3. Si noti per 3., esser ben lecito in caso di necessità amministrare i sacramenti sotto condizione; e non solo il battesimo, secondo sta espresso nel cap. 2. de baptism., ma tutti gli altri, come dicono comunemente Castropal., Suarez, Coninch., Habert., Roncaglia, Salm., ec. con Bened. XIV., contro Giovenino: e non solo in caso di necessità, ma sempre che vi è grave utilità, o altra giusta causa, come anche comunemente dicono gli autori citati, contro Antoine. All'incontro senza giusta causa, sarebbe colpa grave: benché Tournely e Salmat. non condannino di colpa grave un confessore, che assolvesse il penitente per maggior cautela sotto la condizione, se s'è disposto, ancorché disposto lo stimasse4. Non è necessario poi, che la condizione si esprima, basta che si ponga mentalmente, come comunemente vogliono Castrop., Tournely ed i Salmat.5.

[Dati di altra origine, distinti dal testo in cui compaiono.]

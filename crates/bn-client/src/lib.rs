//! Clients for the two external systems a session depends on: the
//! credential identity provider and the backend user directory.
//!
//! Both are exposed as object-safe async traits so the session manager can
//! be driven by the HTTP implementations here or by in-memory fakes.

pub mod directory;
pub(crate) mod error_chain;
pub mod identity;

pub use directory::{
    DirectoryError, DirectoryResult, DirectoryService, HttpDirectoryClient, UserRecord,
    status_message,
};
pub use identity::{
    IdentityProvider, IdentitySession, IdentityToolkitProvider, ProviderError, ProviderResult,
};
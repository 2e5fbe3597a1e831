/// Outcome of [`SessionManager::reconcile`](crate::SessionManager::reconcile).
#[derive(Debug, Clone, Copy, PartialEq, Eq)]
pub enum Reconciliation {
    /// Provider and store agree.
    Consistent,
    /// A stored session had no live identity behind it and was cleared.
    ClearedStaleSession,
    /// A live identity had no stored session and was signed out.
    SignedOutUnlinkedIdentity,
}
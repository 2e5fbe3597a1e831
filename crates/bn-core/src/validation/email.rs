use std::sync::LazyLock;

use regex::Regex;

// Same shape mobile platforms accept for email fields.
static EMAIL_PATTERN: LazyLock<Option<Regex>> = LazyLock::new(|| {
    Regex::new(
        r"^[a-zA-Z0-9+._%\-]{1,256}@[a-zA-Z0-9][a-zA-Z0-9\-]{0,64}(\.[a-zA-Z0-9][a-zA-Z0-9\-]{0,25})+$",
    )
    .ok()
});

/// Whether `input` is a syntactically valid email address.
///
/// Used both to validate registration input and to decide whether a login
/// identifier is an email or a username.
pub fn is_valid_email(input: &str) -> bool {
    let input = input.trim();
    if input.is_empty() {
        return false;
    }

    match EMAIL_PATTERN.as_ref() {
        Some(pattern) => pattern.is_match(input),
        None => input.contains('@'),
    }
}
use crate::UserRecord;

use serde::Deserialize;

/// Body of `/register`, `/login` and `/logout` responses.
#[derive(Debug, Deserialize)]
pub(crate) struct AuthResponse {
    pub success: bool,
    #[serde(default)]
    pub message: Option<String>,
    #[serde(default)]
    pub user: Option<UserRecord>,
}
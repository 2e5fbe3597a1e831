mod session_store;

use crate::SessionStore;

use tempfile::TempDir;

pub(crate) const NAMESPACE: &str = "bishnoi_secure_prefs";

/// Opens a store inside a fresh temp directory.
pub(crate) fn open_store() -> (TempDir, SessionStore) {
    let temp = TempDir::new().unwrap();
    let store = SessionStore::open(temp.path().join("session"), NAMESPACE);
    (temp, store)
}
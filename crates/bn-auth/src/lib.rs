//! Session lifecycle: registration, login, logout and password reset across
//! the identity provider, the backend directory and the local session store.

pub mod error;
pub mod failure_kind;
pub mod reconciliation;
pub mod resource_stream;
pub mod session_manager;

pub use error::{AuthError, Result as AuthResult};
pub use failure_kind::FailureKind;
pub use reconciliation::Reconciliation;
pub use resource_stream::ResourceStream;
pub use session_manager::SessionManager;
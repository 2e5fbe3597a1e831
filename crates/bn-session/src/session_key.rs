/// Fields persisted in the session store, named as they appear at rest.
#[derive(Debug, Clone, Copy, PartialEq, Eq, Hash)]
pub enum SessionKey {
    UserId,
    UserEmail,
    UserName,
    IsAdmin,
}

impl SessionKey {
    pub const ALL: [SessionKey; 4] = [
        SessionKey::UserId,
        SessionKey::UserEmail,
        SessionKey::UserName,
        SessionKey::IsAdmin,
    ];

    pub fn as_str(&self) -> &'static str {
        match self {
            Self::UserId => "user_id",
            Self::UserEmail => "user_email",
            Self::UserName => "user_name",
            Self::IsAdmin => "is_admin",
        }
    }
}

impl std::fmt::Display for SessionKey {
    fn fmt(&self, f: &mut std::fmt::Formatter<'_>) -> std::fmt::Result {
        write!(f, "{}", self.as_str())
    }
}
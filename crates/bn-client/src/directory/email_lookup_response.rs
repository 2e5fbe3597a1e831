use serde::Deserialize;

/// Body of `/get-email` responses.
#[derive(Debug, Deserialize)]
pub(crate) struct EmailLookupResponse {
    pub success: bool,
    #[serde(default)]
    pub email: Option<String>,
    #[serde(default)]
    pub message: Option<String>,
}
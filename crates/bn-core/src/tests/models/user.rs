use crate::{SessionRecord, User};

fn alice() -> User {
    User {
        id: "u-1".into(),
        username: "alice".into(),
        email: "alice@example.com".into(),
        display_name: "Alice".into(),
        profile_image: Some("https://cdn.example.com/a.png".into()),
        bio: None,
        created_at: None,
        is_admin: true,
    }
}

#[test]
fn test_to_session_keeps_identity_fields() {
    let record = alice().to_session();

    assert_eq!(
        record,
        SessionRecord {
            user_id: "u-1".into(),
            email: "alice@example.com".into(),
            display_name: "Alice".into(),
            is_admin: true,
        }
    );
}

#[test]
fn test_from_session_uses_display_name_as_username() {
    let user = User::from_session(&alice().to_session());

    assert_eq!(user.id, "u-1");
    assert_eq!(user.username, "Alice");
    assert_eq!(user.display_name, "Alice");
    assert_eq!(user.email, "alice@example.com");
    assert!(user.profile_image.is_none());
    assert!(user.is_admin);
}

#[test]
fn test_missing_is_admin_defaults_to_false() {
    let json = r#"{"id":"u-2","username":"bob","email":"bob@example.com","display_name":"Bob","profile_image":null,"bio":null,"created_at":null}"#;
    let user: User = serde_json::from_str(json).unwrap();

    assert!(!user.is_admin);
}
//! Adapts a single session operation into its `Loading` -> terminal stream.

use crate::{AuthError, AuthResult};

use bn_core::Resource;

use std::any::Any;
use std::future::{Future, ready};
use std::panic::AssertUnwindSafe;

use futures::{FutureExt, StreamExt, stream, stream::BoxStream};
use log::error;

/// `Loading`, then exactly one `Success` or `Error`.
///
/// Each call returns a fresh stream. Dropping it before the terminal state
/// cancels the in-flight request and discards its result.
pub type ResourceStream<'a, T> = BoxStream<'a, Resource<T>>;

pub(crate) fn resource_stream<'a, T, F>(operation: F) -> ResourceStream<'a, T>
where
    T: Send + 'a,
    F: Future<Output = AuthResult<T>> + Send + 'a,
{
    let terminal = AssertUnwindSafe(operation)
        .catch_unwind()
        .map(|outcome| match outcome {
            Ok(result) => into_resource(result),
            Err(payload) => {
                let message = panic_message(payload.as_ref());
                error!("Session operation panicked: {message}");
                into_resource(Err(AuthError::unexpected(message)))
            }
        });

    stream::once(ready(Resource::Loading))
        .chain(stream::once(terminal))
        .boxed()
}

/// Maps an operation result to its terminal state, keeping the error as the cause.
pub fn into_resource<T>(result: AuthResult<T>) -> Resource<T> {
    match result {
        Ok(value) => Resource::Success(value),
        Err(err) => Resource::error_with_cause(err.user_message(), err),
    }
}

fn panic_message(payload: &(dyn Any + Send)) -> String {
    if let Some(message) = payload.downcast_ref::<&str>() {
        (*message).to_string()
    } else if let Some(message) = payload.downcast_ref::<String>() {
        message.clone()
    } else {
        "unknown error".to_string()
    }
}
use crate::directory::{
    DirectoryError, DirectoryResult, DirectoryService, UserRecord,
    auth_response::AuthResponse,
    email_lookup_response::EmailLookupResponse,
    error_payload::ErrorPayload,
    requests::{EmailLookupRequest, LoginRequest, RegisterRequest},
};

use bn_config::BackendConfig;

use std::time::Duration;

use async_trait::async_trait;
use log::debug;
use reqwest::{Client as ReqwestClient, Method};
use serde::{Serialize, de::DeserializeOwned};

/// HTTP client for the backend user directory
pub struct HttpDirectoryClient {
    pub base_url: String,
    client: ReqwestClient,
}

impl HttpDirectoryClient {
    /// Create a new client with reqwest's default timeouts
    ///
    /// # Arguments
    /// * `base_url` - Backend URL (e.g., "http://127.0.0.1:3000")
    pub fn new(base_url: &str) -> Self {
        Self {
            base_url: base_url.trim_end_matches('/').to_string(),
            client: ReqwestClient::new(),
        }
    }

    /// Create a client with explicit connect and per-request timeouts
    pub fn with_timeouts(
        base_url: &str,
        connect_timeout: Duration,
        request_timeout: Duration,
    ) -> DirectoryResult<Self> {
        let client = ReqwestClient::builder()
            .connect_timeout(connect_timeout)
            .timeout(request_timeout)
            .build()?;

        Ok(Self {
            base_url: base_url.trim_end_matches('/').to_string(),
            client,
        })
    }

    pub fn from_config(config: &BackendConfig) -> DirectoryResult<Self> {
        Self::with_timeouts(
            &config.base_url,
            config.connect_timeout(),
            config.request_timeout(),
        )
    }

    /// Build a request with an optional bearer token
    fn request(&self, method: Method, path: &str, bearer: Option<&str>) -> reqwest::RequestBuilder {
        let url = format!("{}{}", self.base_url, path);
        let mut req = self.client.request(method, &url);

        if let Some(token) = bearer {
            req = req.bearer_auth(token);
        }

        req
    }

    /// POST a JSON body and decode the JSON response
    async fn post<B, R>(&self, path: &str, body: Option<&B>, bearer: Option<&str>) -> DirectoryResult<R>
    where
        B: Serialize + ?Sized,
        R: DeserializeOwned,
    {
        let mut req = self.request(Method::POST, path, bearer);
        if let Some(body) = body {
            req = req.json(body);
        }

        let response = req.send().await?;
        let status = response.status();
        let text = response.text().await?;
        debug!("POST {path} -> {status}");

        if !status.is_success() {
            let message = serde_json::from_str::<ErrorPayload>(&text)
                .ok()
                .and_then(ErrorPayload::into_message);
            return Err(DirectoryError::api(status.as_u16(), message));
        }

        Ok(serde_json::from_str(&text)?)
    }

    /// Unwrap an auth response into its user or a rejection
    fn expect_user(response: AuthResponse, fallback: &str) -> DirectoryResult<UserRecord> {
        if !response.success {
            return Err(DirectoryError::rejected(
                response.message.unwrap_or_else(|| fallback.to_string()),
            ));
        }

        response
            .user
            .ok_or_else(|| DirectoryError::decode("response is missing the user"))
    }
}

#[async_trait]
impl DirectoryService for HttpDirectoryClient {
    async fn register_user(
        &self,
        username: &str,
        email: &str,
        identity_id: &str,
    ) -> DirectoryResult<UserRecord> {
        let body = RegisterRequest {
            username,
            email,
            id: identity_id,
        };
        let response: AuthResponse = self.post("/register", Some(&body), None).await?;
        Self::expect_user(response, "Registration failed")
    }

    async fn login_user(
        &self,
        identifier: &str,
        identity_id: &str,
    ) -> DirectoryResult<UserRecord> {
        let body = LoginRequest {
            identifier,
            id: identity_id,
        };
        let response: AuthResponse = self.post("/login", Some(&body), None).await?;
        Self::expect_user(response, "Login failed")
    }

    async fn resolve_email_for_username(&self, username: &str) -> DirectoryResult<String> {
        let body = EmailLookupRequest { username };
        let response: EmailLookupResponse = self.post("/get-email", Some(&body), None).await?;

        match response.email {
            Some(email) if response.success && !email.trim().is_empty() => Ok(email),
            _ => Err(DirectoryError::rejected(
                response
                    .message
                    .unwrap_or_else(|| "Username not found".to_string()),
            )),
        }
    }

    async fn logout(&self, bearer_token: Option<&str>) -> DirectoryResult<()> {
        let response: AuthResponse = self.post::<(), _>("/logout", None, bearer_token).await?;

        if response.success {
            Ok(())
        } else {
            Err(DirectoryError::rejected(
                response.message.unwrap_or_else(|| "Logout failed".to_string()),
            ))
        }
    }
}
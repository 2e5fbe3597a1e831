pub mod credential_policy;
pub mod email;
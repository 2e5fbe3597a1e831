/// Splits a toolkit error message such as
/// `"WEAK_PASSWORD : Password should be at least 6 characters"` into its
/// code and optional detail.
pub(crate) fn split_code(raw: &str) -> (&str, Option<&str>) {
    match raw.split_once(':') {
        Some((code, detail)) => {
            let detail = detail.trim();
            (code.trim(), (!detail.is_empty()).then_some(detail))
        }
        None => (raw.trim(), None),
    }
}

/// Renders a toolkit error code as the sentence the mobile SDK reports.
pub(crate) fn describe(code: &str, detail: Option<&str>) -> String {
    let sentence = match code {
        "EMAIL_EXISTS" => "The email address is already in use by another account.",
        "INVALID_PASSWORD" => {
            "The password is invalid or the user does not have a password."
        }
        "INVALID_LOGIN_CREDENTIALS" => {
            "The supplied auth credential is incorrect, malformed or has expired."
        }
        "EMAIL_NOT_FOUND" | "USER_NOT_FOUND" => {
            "There is no user record corresponding to this identifier. The user may have been deleted."
        }
        "INVALID_EMAIL" => "The email address is badly formatted.",
        "MISSING_PASSWORD" => "The password must not be empty.",
        "WEAK_PASSWORD" => {
            return match detail {
                Some(detail) => format!("The given password is too weak. [ {detail} ]"),
                None => "The given password is too weak.".to_string(),
            };
        }
        "USER_DISABLED" => "The user account has been disabled by an administrator.",
        "TOO_MANY_ATTEMPTS_TRY_LATER" => {
            "We have blocked all requests from this device due to unusual activity. Try again later."
        }
        "OPERATION_NOT_ALLOWED" => "The given sign-in provider is disabled for this project.",
        "INVALID_ID_TOKEN" | "TOKEN_EXPIRED" | "CREDENTIAL_TOO_OLD_LOGIN_AGAIN" => {
            "The user's credential is no longer valid. The user must sign in again."
        }
        _ => {
            return match detail {
                Some(detail) => format!("{code}: {detail}"),
                None => code.to_string(),
            };
        }
    };

    sentence.to_string()
}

4. Si noti per 4., che non può negarsi il sagramento al peccatore occulto, che pubblicamente lo cerca, come insegna s. Tommaso6, e come sta espresso nel cap. Si sacerdos, de off. iud. ord. Se n'eccettua il sagramento dell'ordine che anche per li peccati occulti può negarsi dal vescovo, come si è detto nell'Esame degli ordinandi num. 15. All'incontro dee negarsi al peccatore pubblico, ancorché pubblicamente lo cerci7. In dubbio poi del peccato e della penitenza: se il peccato è certo, e la penitenza è dubbia, anche dee negarsi; altrimenti poi, se il delitto è dubbio8. Se il peccato non è semplicemente pubblico, ma è noto alla maggior parte delle persone presenti, e solamente una o due persone probe l'ignorano, probabilmente benanche può negarsi il sagramento, come dicono La-Croix e Diana; ma più probabilmente non dee negarsi, come tengono Suarez, Bonac. Vedasi quel che si disse al capo XI. n. 11.9. Se poi il peccatore cerca il sagramento in luogo, dove il suo delitto è occulto, ancorché in altro luogo fosse pubblico, diciamo con Cabassuz., Soto, Vasq. ec. contro altri, che non può a lui negarsi, perché in tal caso ne avverrebbero gli stessi inconvenienti che succederebbero se si negasse il sagramento al peccatore, il cui delitto in niun luogo è pubblico10.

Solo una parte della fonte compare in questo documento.